Though the article in 1 is pretty broad, it tends to underplay just how instrumental the legal framework of Kurzarbeit can be in preserving a manufacturing company during a recessionary period. Kurzarbeit as a tool is not a management style.
Wikipedia is a marvel of human cooperation. I wish I could say the same about the Marginalrevolution comments section.
5 – Older whiskey; younger women; faster cars/motorcycles; and more money.
Girls? If it were not so effing risible, I’d feel sorry for America’s poor, benighted youth.
1. Auto industries in Mexico and Brazil do something mix reduced working hours and salaries (kurzarbeit) with stopping production for some time (furlough). In the US auto industries only go with furlough.
The short-time work idea is not that alien on the other side of the Atlantic. Why the auto industry and its workers have developed a certain flexibility to deal with boom/bust cycles while other business don’t? I have no idea how this came to be. I’ve read that the VW and Mercedes in Latin America agree with labor unions some kind of kurzarbeit every recession.
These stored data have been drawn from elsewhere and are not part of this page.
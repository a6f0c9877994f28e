//! End-to-end query orchestration.
//!
//! `process` runs one query through every stage and reports which stage
//! failed; `process_or_log` is the fire-and-forget variant that logs the
//! failure and returns nothing.

use std::fmt;

use thiserror::Error;
use tracing::{error, info, instrument};

use super::classifier::{ClassifierError, IntentClassifier};
use super::generator::PaperGenerator;
use super::retriever::ContextRetriever;
use super::synthesizer::ConciseSynthesizer;
use super::GenerationError;
use crate::config::RagConfig;
use crate::llm::LanguageModel;
use crate::models::{QueryResponse, TaskType};
use crate::storage::{StoreConnector, StoreError};

/// Pipeline stage a failure came from.
#[derive(Debug, Clone, Copy, PartialEq, Eq)]
pub enum Stage {
    Session,
    Classification,
    Retrieval,
    Generation,
}

impl fmt::Display for Stage {
    fn fmt(&self, f: &mut fmt::Formatter<'_>) -> fmt::Result {
        let name = match self {
            Stage::Session => "session",
            Stage::Classification => "classification",
            Stage::Retrieval => "retrieval",
            Stage::Generation => "generation",
        };
        f.write_str(name)
    }
}

/// A failed query, tagged with the stage that failed.
#[derive(Debug, Error)]
pub enum PipelineError {
    #[error("Could not open a store session: {0}")]
    Session(#[source] StoreError),

    #[error("Query classification failed: {0}")]
    Classification(#[from] ClassifierError),

    #[error("Retrieval failed: {0}")]
    Retrieval(#[source] StoreError),

    #[error("Generation failed: {0}")]
    Generation(#[from] GenerationError),
}

impl PipelineError {
    pub fn stage(&self) -> Stage {
        match self {
            PipelineError::Session(_) => Stage::Session,
            PipelineError::Classification(_) => Stage::Classification,
            PipelineError::Retrieval(_) => Stage::Retrieval,
            PipelineError::Generation(_) => Stage::Generation,
        }
    }
}

/// Runs queries against one store connector and one language model.
pub struct Orchestrator<C, L> {
    connector: C,
    model: L,
    classifier: IntentClassifier,
    retriever: ContextRetriever,
    synthesizer: ConciseSynthesizer,
    generator: PaperGenerator,
}

impl<C, L> Orchestrator<C, L>
where
    C: StoreConnector,
    L: LanguageModel,
{
    /// Build every stage from `config`.
    pub fn new(connector: C, model: L, config: &RagConfig) -> Self {
        let llm = &config.llm;
        let pipeline = &config.pipeline;
        Self {
            connector,
            model,
            classifier: IntentClassifier::new(llm.temperature, llm.classifier_max_tokens),
            retriever: ContextRetriever::new(pipeline.retrieval_limit),
            synthesizer: ConciseSynthesizer::from_settings(llm, pipeline),
            generator: PaperGenerator::from_settings(llm, pipeline),
        }
    }

    /// Answer `query` with a concise answer or a drafted paper.
    ///
    /// Opens a store session, classifies the query, retrieves context using
    /// the classified needs, then branches on the task type.
    ///
    /// # Errors
    /// `PipelineError` naming the stage that failed
    #[instrument(skip(self), fields(model = self.model.model_name()))]
    pub async fn process(&self, query: &str) -> Result<QueryResponse, PipelineError> {
        let store = self.connector.connect().await.map_err(PipelineError::Session)?;

        let analysis = self.classifier.classify(&self.model, query).await?;

        let documents = self
            .retriever
            .retrieve(&store, &analysis.needs)
            .await
            .map_err(PipelineError::Retrieval)?;

        let response = match analysis.task_type {
            TaskType::FullPaper => {
                info!(documents = documents.len(), "Generating a full research paper");
                let paper = self
                    .generator
                    .generate(&self.model, &analysis.needs, &analysis.details_provided, &documents)
                    .await?;
                QueryResponse::Paper(paper)
            }
            TaskType::ConciseAnswer => {
                info!(documents = documents.len(), "Generating a concise answer");
                let answer = self
                    .synthesizer
                    .synthesize(&self.model, &analysis.needs, &analysis.details_provided, &documents)
                    .await?;
                QueryResponse::Answer(answer)
            }
        };
        Ok(response)
    }

    /// Like [`process`](Self::process), but logs any failure and returns `None`.
    pub async fn process_or_log(&self, query: &str) -> Option<QueryResponse> {
        match self.process(query).await {
            Ok(response) => Some(response),
            Err(e) => {
                error!(stage = %e.stage(), error = %e, "Query failed");
                None
            }
        }
    }
}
As the author says, unions from the ” from an Anglo-Saxon perspective, should look like rigidities”.
Perhaps, labor unions are not that evil, or the accumulated experience of the auto industry leads to taking boom/bust cycles as a reality such as gravitation.
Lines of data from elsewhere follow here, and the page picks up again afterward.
//! Deterministic test doubles shared by the unit tests.

use std::sync::{Arc, Mutex};

use async_trait::async_trait;

use crate::embedding::{EmbeddingError, EmbeddingProvider, EmbeddingResult};
use crate::llm::{CompletionRequest, LanguageModel, LlmError, LlmResult, Role};
use crate::models::{DocumentRecord, EmbeddedDocument};
use crate::storage::{DocumentStore, StoreConnector, StoreError, StoreResult};

// ===== Embeddings =====

const VOCABULARY: [&str; 12] = [
    "battery", "recycling", "cathode", "recovery", "protein", "folding", "structure", "solar",
    "grid", "storage", "cost", "economics",
];

/// Bag-of-words vector over a fixed vocabulary plus one bucket for other words.
pub fn keyword_vector(text: &str) -> Vec<f32> {
    let mut vector = vec![0.0; VOCABULARY.len() + 1];
    for word in text.split_whitespace().map(str::to_lowercase) {
        let slot = VOCABULARY
            .iter()
            .position(|v| *v == word)
            .unwrap_or(VOCABULARY.len());
        vector[slot] += 1.0;
    }
    vector
}

/// Embedder whose vectors are [`keyword_vector`]s.
#[derive(Debug, Clone, Copy)]
pub struct KeywordEmbedder;

#[async_trait]
impl EmbeddingProvider for KeywordEmbedder {
    async fn embed(&self, text: &str) -> EmbeddingResult<Vec<f32>> {
        if text.trim().is_empty() {
            return Err(EmbeddingError::InvalidInput("Text cannot be empty".to_string()));
        }
        Ok(keyword_vector(text))
    }

    async fn embed_batch(&self, texts: &[&str]) -> EmbeddingResult<Vec<Vec<f32>>> {
        let mut out = Vec::with_capacity(texts.len());
        for text in texts {
            out.push(self.embed(text).await?);
        }
        Ok(out)
    }

    fn dimension(&self) -> usize {
        VOCABULARY.len() + 1
    }

    fn model_name(&self) -> &str {
        "keyword"
    }
}

/// Embedded document with keyword vectors for non-blank title and abstract.
pub fn embedded(title: &str, abstract_text: &str) -> EmbeddedDocument {
    let vector = |text: &str| (!text.trim().is_empty()).then(|| keyword_vector(text));
    EmbeddedDocument {
        record: DocumentRecord {
            title: title.to_string(),
            abstract_text: abstract_text.to_string(),
            ..Default::default()
        },
        title_vector: vector(title),
        abstract_vector: vector(abstract_text),
    }
}

/// Record with every field filled from `tag`.
pub fn paper(tag: &str) -> DocumentRecord {
    DocumentRecord {
        title: format!("{tag} title"),
        abstract_text: format!("{tag} abstract"),
        introduction: format!("{tag} introduction"),
        methods: format!("{tag} methods"),
        results: format!("{tag} results"),
        conclusion: format!("{tag} conclusion"),
        keywords: format!("{tag} keywords"),
        limitations: format!("{tag} limitations"),
        future_work: format!("{tag} future work"),
    }
}

// ===== Language model =====

type Responder = dyn Fn(usize, &CompletionRequest) -> LlmResult<String> + Send + Sync;

/// Language model that answers from a closure and records every request.
#[derive(Clone)]
pub struct ScriptedModel {
    responder: Arc<Responder>,
    requests: Arc<Mutex<Vec<CompletionRequest>>>,
}

impl ScriptedModel {
    /// `responder` receives the zero-based call index and the request.
    pub fn new<F>(responder: F) -> Self
    where
        F: Fn(usize, &CompletionRequest) -> LlmResult<String> + Send + Sync + 'static,
    {
        Self {
            responder: Arc::new(responder),
            requests: Arc::new(Mutex::new(Vec::new())),
        }
    }

    /// Always returns the same text.
    pub fn constant(text: &str) -> Self {
        let text = text.to_string();
        Self::new(move |_, _| Ok(text.clone()))
    }

    /// Output is a pure function of the request, like a temperature-0 model.
    pub fn deterministic() -> Self {
        Self::new(|_, request| {
            let user = request.content_of(Role::User).unwrap_or_default();
            let system = request.content_of(Role::System).unwrap_or_default();
            Ok(format!(
                "digest[{}:{}:{}]",
                system.len(),
                user.len(),
                user.lines().next().unwrap_or_default()
            ))
        })
    }

    /// Succeeds with `text` except on call `fail_at`.
    pub fn failing_at(fail_at: usize, text: &str) -> Self {
        let text = text.to_string();
        Self::new(move |index, _| {
            if index == fail_at {
                Err(LlmError::ApiError("scripted failure".to_string()))
            } else {
                Ok(text.clone())
            }
        })
    }

    pub fn requests(&self) -> Vec<CompletionRequest> {
        self.requests.lock().unwrap().clone()
    }

    pub fn calls(&self) -> usize {
        self.requests.lock().unwrap().len()
    }
}

#[async_trait]
impl LanguageModel for ScriptedModel {
    async fn complete(&self, request: &CompletionRequest) -> LlmResult<String> {
        let index = {
            let mut requests = self.requests.lock().unwrap();
            requests.push(request.clone());
            requests.len() - 1
        };
        (self.responder)(index, request)
    }

    fn model_name(&self) -> &str {
        "scripted"
    }
}

// ===== Store =====

/// Arguments of one `search` call.
#[derive(Debug, Clone, PartialEq)]
pub struct SearchCall {
    pub query: String,
    pub columns: Vec<String>,
    pub limit: usize,
}

/// Store returning a fixed result list (in order, up to `limit`).
#[derive(Clone, Default)]
pub struct MockStore {
    results: Vec<DocumentRecord>,
    ignore_limit: bool,
    fail_search: bool,
    fail_upsert_title: Option<String>,
    searches: Arc<Mutex<Vec<SearchCall>>>,
    upserted: Arc<Mutex<Vec<EmbeddedDocument>>>,
}

impl MockStore {
    pub fn with_results(results: Vec<DocumentRecord>) -> Self {
        Self {
            results,
            ..Default::default()
        }
    }

    /// Returns every result whatever `limit` is asked for.
    pub fn ignoring_limit(results: Vec<DocumentRecord>) -> Self {
        Self {
            results,
            ignore_limit: true,
            ..Default::default()
        }
    }

    pub fn failing_search() -> Self {
        Self {
            fail_search: true,
            ..Default::default()
        }
    }

    /// Fail any upsert batch containing a title with this substring.
    pub fn failing_upsert_on(title: &str) -> Self {
        Self {
            fail_upsert_title: Some(title.to_string()),
            ..Default::default()
        }
    }

    pub fn searches(&self) -> Vec<SearchCall> {
        self.searches.lock().unwrap().clone()
    }

    pub fn upserted(&self) -> Vec<EmbeddedDocument> {
        self.upserted.lock().unwrap().clone()
    }
}

#[async_trait]
impl DocumentStore for MockStore {
    async fn search(
        &self,
        query: &str,
        columns: &[&str],
        limit: usize,
    ) -> StoreResult<Vec<DocumentRecord>> {
        self.searches.lock().unwrap().push(SearchCall {
            query: query.to_string(),
            columns: columns.iter().map(|c| c.to_string()).collect(),
            limit,
        });
        if self.fail_search {
            return Err(StoreError::RequestError("mock search failure".to_string()));
        }
        if self.ignore_limit {
            return Ok(self.results.clone());
        }
        Ok(self.results.iter().take(limit).cloned().collect())
    }

    async fn upsert(&self, documents: &[EmbeddedDocument]) -> StoreResult<usize> {
        if let Some(bad) = &self.fail_upsert_title {
            if documents.iter().any(|d| d.record.title.contains(bad.as_str())) {
                return Err(StoreError::RequestError(format!("mock upsert failure on '{bad}'")));
            }
        }
        self.upserted.lock().unwrap().extend_from_slice(documents);
        Ok(documents.len())
    }

    fn name(&self) -> &str {
        "mock"
    }
}

/// Connector handing out clones of one [`MockStore`].
#[derive(Clone, Default)]
pub struct MockConnector {
    pub store: MockStore,
    pub refuse: bool,
}

#[async_trait]
impl StoreConnector for MockConnector {
    type Store = MockStore;

    async fn connect(&self) -> StoreResult<MockStore> {
        if self.refuse {
            return Err(StoreError::ConnectionError("mock connection refused".to_string()));
        }
        Ok(self.store.clone())
    }
}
#5 Happiness is crushing the Fatherland’s enemies.
2. On Ivanka. Seems in part a remarkably shallow and bilious article for a magazine specializing in Foreign Policy.
Yishu Mao out of the three is the only one who actually seriously tries to connect to a “deeply-held trope”.
Though on second thought actually I don’t think a “trope” can be “deeply-held.” So even the heading is screwed up.
5b. Have any of you MR readers watched the series? I’ve been meaning to do so for awhile but I’ve been too buisy.
Good show for the first 2 seasons. Season 3 begins a terrible slide and the story becomes really disjointed.
I am not sure how well it ages. 2012 was a different time and the story-lines and characters felt pretty novel to most viewers at the time. The writing was genuinely good and I think it’ll hold for a 2017 audience.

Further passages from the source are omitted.